[Records provided Boundary: Start]
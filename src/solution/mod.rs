//! Solution generation: every accepted relational schema for a classified
//! relationship, main solution first.

mod binary;
mod chain;
mod hierarchy;
mod junction;

use crate::attribute::{AttributeState, MAX_TABLES};
use crate::classify::Classification;
use crate::phrase::Cardinality;
use crate::schema::{Schema, TableState};
use tracing::{debug, warn};

/// Builds the solution set for `classification`. Empty when the
/// relationship cannot be graded.
pub fn generate_solutions(classification: &Classification) -> Vec<Schema> {
    let entity_count = classification.entity_count();
    if entity_count < 2 || entity_count + 1 > MAX_TABLES {
        warn!(?classification, "no solutions for relationship");
        return Vec::new();
    }

    let solutions = match *classification {
        Classification::Binary { left, right } => pair(left, right, false),
        Classification::Recursive { left, right } => pair(left, right, true),
        Classification::NAryManyToMany { arity, .. } => junction::solutions(arity, false),
        Classification::OneToManyChain { single, .. } => chain::solutions(single),
        Classification::Hierarchy { subtype_count, .. } => hierarchy::solutions(subtype_count),
        Classification::Unclassifiable => Vec::new(),
    };

    let solutions = distinct(solutions);
    debug!(count = solutions.len(), ?classification, "generated solutions");
    solutions
}

fn pair(left: Cardinality, right: Cardinality, recursive: bool) -> Vec<Schema> {
    if left.is_multi() && right.is_multi() {
        junction::solutions(2, recursive)
    } else {
        binary::solutions(left, right, recursive)
    }
}

/// Keeps the first occurrence of each schema.
fn distinct(solutions: Vec<Schema>) -> Vec<Schema> {
    let mut out: Vec<Schema> = Vec::with_capacity(solutions.len());
    for s in solutions {
        if !out.contains(&s) {
            out.push(s);
        }
    }
    out
}

/// `NOT NULL` for mandatory participation, `NULL` otherwise.
fn with_nullability(attr: AttributeState, card: Cardinality) -> AttributeState {
    if card.is_mandatory() {
        attr.with_mandatory()
    } else {
        attr.with_optional()
    }
}

/// Assembles one solution schema.
///
/// Roles are 1-based entity positions. In a recursive relationship both
/// roles live in table 1; a column held by role `h` that references role `j`
/// sits in slot `j` of `h`'s table, so the direction stays visible.
struct SchemaBuilder {
    schema: Schema,
    recursive: bool,
}

impl SchemaBuilder {
    fn new(entity_count: usize, recursive: bool) -> Self {
        Self {
            schema: Schema::empty(entity_count),
            recursive,
        }
    }

    fn table_of(&self, role: usize) -> usize {
        if self.recursive && role > 0 { 1 } else { role }
    }

    /// Creates every entity table with its own primary key in slot 0.
    fn entity_tables(&mut self) -> &mut Self {
        for role in 1..=self.schema.entity_count() {
            let table = self.table_of(role);
            self.column(table, 0, AttributeState::primary_key());
        }
        self
    }

    /// Sets one column, creating the table on first use.
    fn column(&mut self, table: usize, slot: usize, attr: AttributeState) -> &mut Self {
        let slots = self.schema.slot_count();
        if let Some(t) = self.schema.tables.get_mut(table) {
            if let TableState::Absent = t {
                *t = TableState::empty(slots);
            }
            if let TableState::Present(attrs) = t {
                if let Some(a) = attrs.get_mut(slot) {
                    *a = attr;
                }
            }
        }
        self
    }

    /// Foreign key to the table holding `role`, arrow included.
    fn fk_to(&self, role: usize) -> AttributeState {
        AttributeState::foreign_key(self.table_of(role))
    }

    /// Column in `holder`'s table referencing `target`.
    fn reference(
        &mut self,
        holder: usize,
        target: usize,
        finish: impl FnOnce(AttributeState) -> AttributeState,
    ) -> &mut Self {
        let attr = finish(self.fk_to(target));
        let table = self.table_of(holder);
        self.column(table, target, attr)
    }

    /// Column in the relation table (0) referencing `target`.
    fn relation_reference(
        &mut self,
        target: usize,
        finish: impl FnOnce(AttributeState) -> AttributeState,
    ) -> &mut Self {
        let attr = finish(self.fk_to(target));
        self.column(0, target, attr)
    }

    fn build(&mut self) -> Schema {
        self.schema.clone()
    }
}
[Records provided Boundary: End]
» Task goal
Which lines above contain the word "junction"? Copy each of them.

» Output for this task
mod junction;
        Classification::NAryManyToMany { arity, .. } => junction::solutions(arity, false),
        junction::solutions(2, recursive)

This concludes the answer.